*** SOURCE MATERIAL Section Begins ***

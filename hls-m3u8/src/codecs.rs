//! Codec strings derived from H.264 profile/level and audio codec names,
//! used when a variant carries no explicit `CODECS` attribute.

/// Maps an H.264 profile and level to its `avc1` codec identifier.
/// The profile is matched case-insensitively, the level as written.
pub fn video_codec(profile: &str, level: &str) -> Option<&'static str> {
    let codec = match (profile.to_ascii_lowercase().as_str(), level) {
        ("baseline", "3.0") => "avc1.66.30",
        ("baseline", "3.1") => "avc1.42001f",
        ("baseline", "4.0") => "avc1.420028",
        ("main", "3.0") => "avc1.77.30",
        ("main", "3.1") => "avc1.4d001f",
        ("main", "4.0") => "avc1.4d0028",
        ("main", "4.1") => "avc1.4d0029",
        ("main", "4.2") => "avc1.4d002a",
        ("high", "3.0") => "avc1.64001e",
        ("high", "3.1") => "avc1.64001f",
        ("high", "3.2") => "avc1.640020",
        ("high", "4.0") => "avc1.640028",
        ("high", "4.1") => "avc1.640029",
        ("high", "4.2") => "avc1.64002a",
        ("high", "5.0") => "avc1.640032",
        ("high", "5.1") => "avc1.640033",
        ("high", "5.2") => "avc1.640034",
        _ => return None,
    };

    Some(codec)
}

/// Maps an audio codec name (case-insensitive) to its codec identifier.
pub fn audio_codec(name: &str) -> Option<&'static str> {
    let codec = match name.to_ascii_lowercase().as_str() {
        "aac-lc" => "mp4a.40.2",
        "he-aac" => "mp4a.40.5",
        "mp3" => "mp4a.40.34",
        _ => return None,
    };

    Some(codec)
}

/// Builds the `CODECS` value for an item without an explicit one.
///
/// Returns `None` when nothing is set, and also when something is set but
/// does not resolve: a partial codec list is never produced.
pub fn derive_codecs(
    profile: Option<&str>,
    level: Option<&str>,
    audio: Option<&str>,
) -> Option<String> {
    let video = match (profile, level) {
        (None, None) => None,
        (Some(profile), Some(level)) => Some(video_codec(profile, level)?),
        _ => return None,
    };

    let audio = match audio {
        None => None,
        Some(name) => Some(audio_codec(name)?),
    };

    let codecs = video.into_iter().chain(audio).collect::<Vec<_>>();
    if codecs.is_empty() {
        return None;
    }

    Some(codecs.join(","))
}
use std::io;

use smol_str::SmolStr;
use thiserror::Error;

/// Errors that abort reading or encoding a whole playlist.
#[derive(Debug, Error)]
pub enum PlaylistError {
    #[error("Unexpected EOF, the playlist is empty")]
    UnexpectedEof,
    #[error("Not a playlist file, it must start with #EXTM3U")]
    NotAPlaylist,
    #[error("Invalid playlist, #EXTM3U appears more than once")]
    DuplicateHeader,
    #[error("Invalid playlist, mixed master and media items")]
    MixedPlaylist,
    #[error(transparent)]
    Io(#[from] io::Error),
}

/// Errors raised while building a single item from its tag line.
///
/// The reader never propagates these, the offending line is kept as an
/// [`UnknownItem`](crate::format::UnknownItem) carrying the cause instead.
#[derive(Debug, Clone, PartialEq, Eq, Error)]
pub enum TagError {
    #[error("invalid integer {value:?} for {key}")]
    InvalidInteger { key: SmolStr, value: SmolStr },
    #[error("invalid float {value:?} for {key}")]
    InvalidFloat { key: SmolStr, value: SmolStr },
    #[error("missing bandwidth")]
    BandwidthMissing,
    #[error("invalid bandwidth {0:?}")]
    BandwidthInvalid(SmolStr),
    #[error("invalid resolution {0:?}")]
    InvalidResolution(SmolStr),
    #[error("invalid byte range {0:?}")]
    InvalidByteRange(SmolStr),
    #[error("invalid date time {0:?}")]
    InvalidDateTime(SmolStr),
    #[error("missing {0} attribute")]
    MissingAttribute(&'static str),
    #[error("missing value for {0}")]
    MissingValue(&'static str),
    #[error("tag {0} is not implemented")]
    NotImplemented(&'static str),
}

/// An advisory complaint about an item, see [`Tag::validate`](crate::format::Tag::validate).
#[derive(Debug, Clone, PartialEq, Eq, Error)]
#[error("{attribute} attribute is not valid")]
pub struct ValidationError {
    pub attribute: &'static str,
}

impl ValidationError {
    pub fn new(attribute: &'static str) -> Self {
        Self { attribute }
    }
}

*** SOURCE MATERIAL Section Ends ***

▶ [WHAT TO WORK ON]: When a line of the records has the word "explicit", pick it out and copy it.

▶ [SOLUTION FOR THIS EXERCISE]:
//! used when a variant carries no explicit `CODECS` attribute.
/// Builds the `CODECS` value for an item without an explicit one.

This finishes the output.